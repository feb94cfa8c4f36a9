// Index build tests
//
// Builds an index from the manual fixture with the hashing embedder and
// checks what lands on disk.

use crate::common::{TestEnv, TEST_DIMS};
use folio::core::config::EmbeddingConfig;
use folio::core::error::FolioError;
use folio::core::index::{build_index_from_pdf, to_nodes};
use folio::core::storage::SCHEMA_VERSION;
use serial_test::serial;

#[tokio::test]
async fn test_build_index_stats() {
    let env = TestEnv::new();
    let stats = env.build_index().await;

    assert_eq!(stats.pages, 4);
    assert_eq!(stats.chunks_created, 9);
    assert_eq!(stats.nodes_stored, 9);
    assert_eq!(stats.dimensions, TEST_DIMS);
    assert_eq!(stats.persist_dir, env.persist_dir);
    assert_eq!(stats.source, env.manual.display().to_string());
}

#[tokio::test]
async fn test_persisted_index_round_trips_nodes() {
    let env = TestEnv::new();
    env.build_index().await;

    let pipeline = env.services.create_pipeline(80, 20).unwrap();
    let (chunks, _) = pipeline.ingest(&env.manual).unwrap();
    let expected = to_nodes(&chunks);

    let (index, metadata) = env.store().load().unwrap();
    assert_eq!(index.nodes(), expected.as_slice());
    assert_eq!(index.dimensions(), TEST_DIMS);

    assert_eq!(metadata.node_count, 9);
    assert_eq!(metadata.pages, 4);
    assert_eq!(metadata.chunk_size, 80);
    assert_eq!(metadata.overlap, 20);
    assert_eq!(metadata.schema_version, SCHEMA_VERSION);
    assert_eq!(metadata.embedding, EmbeddingConfig::hashing(TEST_DIMS));
}

#[tokio::test]
async fn test_node_metadata_matches_chunks() {
    let env = TestEnv::new();
    env.build_index().await;

    let (index, _) = env.store().load().unwrap();
    for node in index.nodes() {
        assert_eq!(node.id, node.metadata.chunk_id);
        assert!(node
            .metadata
            .chunk_id
            .starts_with(&format!("{}-", node.metadata.page)));
        assert_eq!(node.metadata.source, env.manual.display().to_string());
    }
}

#[tokio::test]
async fn test_rebuild_replaces_previous_index() {
    let env = TestEnv::new();
    env.build_index().await;

    let pipeline = env.services.create_pipeline(200, 0).unwrap();
    let (_index, stats) = build_index_from_pdf(
        &pipeline,
        &env.manual,
        &env.persist_dir,
        &EmbeddingConfig::hashing(TEST_DIMS),
    )
    .await
    .unwrap();

    // 80 + 233 + 122 chars at 200/0
    assert_eq!(stats.nodes_stored, 4);
    let (_, metadata) = env.store().load().unwrap();
    assert_eq!(metadata.node_count, 4);
    assert_eq!(metadata.chunk_size, 200);
}

#[tokio::test]
async fn test_build_missing_document_persists_nothing() {
    let env = TestEnv::new();
    let pipeline = env.services.create_pipeline(80, 20).unwrap();

    let err = build_index_from_pdf(
        &pipeline,
        &env.data_dir.join("missing.pdf"),
        &env.persist_dir,
        &EmbeddingConfig::hashing(TEST_DIMS),
    )
    .await
    .unwrap_err();

    assert!(matches!(err, FolioError::FileNotFound(_)));
    assert!(!env.store().exists());
}

#[tokio::test]
#[serial]
async fn test_build_without_api_key_fails_before_loading() {
    let env = TestEnv::new();
    let pipeline = env.services.create_pipeline(80, 20).unwrap();

    let embedding = EmbeddingConfig {
        api_key_env: "FOLIO_TEST_UNSET_API_KEY".to_string(),
        ..EmbeddingConfig::default()
    };
    std::env::remove_var(&embedding.api_key_env);

    let err = build_index_from_pdf(&pipeline, &env.manual, &env.persist_dir, &embedding)
        .await
        .unwrap_err();

    assert!(matches!(err, FolioError::MissingCredential(_)));
    assert!(env.loader.calls().is_empty());
    assert!(!env.store().exists());
}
····················
_EXERCISE AIM:_
In the listing above, find the line with "hashing embedder and" and the line with "assert_eq!(stats.persist_dir, env.persist_dir);", then reproduce both and every line between them exactly.

_THE COMPLETED TASK:_
// Builds an index from the manual fixture with the hashing embedder and
// checks what lands on disk.

use crate::common::{TestEnv, TEST_DIMS};
use folio::core::config::EmbeddingConfig;
use folio::core::error::FolioError;
use folio::core::index::{build_index_from_pdf, to_nodes};
use folio::core::storage::SCHEMA_VERSION;
use serial_test::serial;

#[tokio::test]
async fn test_build_index_stats() {
    let env = TestEnv::new();
    let stats = env.build_index().await;

    assert_eq!(stats.pages, 4);
    assert_eq!(stats.chunks_created, 9);
    assert_eq!(stats.nodes_stored, 9);
    assert_eq!(stats.dimensions, TEST_DIMS);
    assert_eq!(stats.persist_dir, env.persist_dir);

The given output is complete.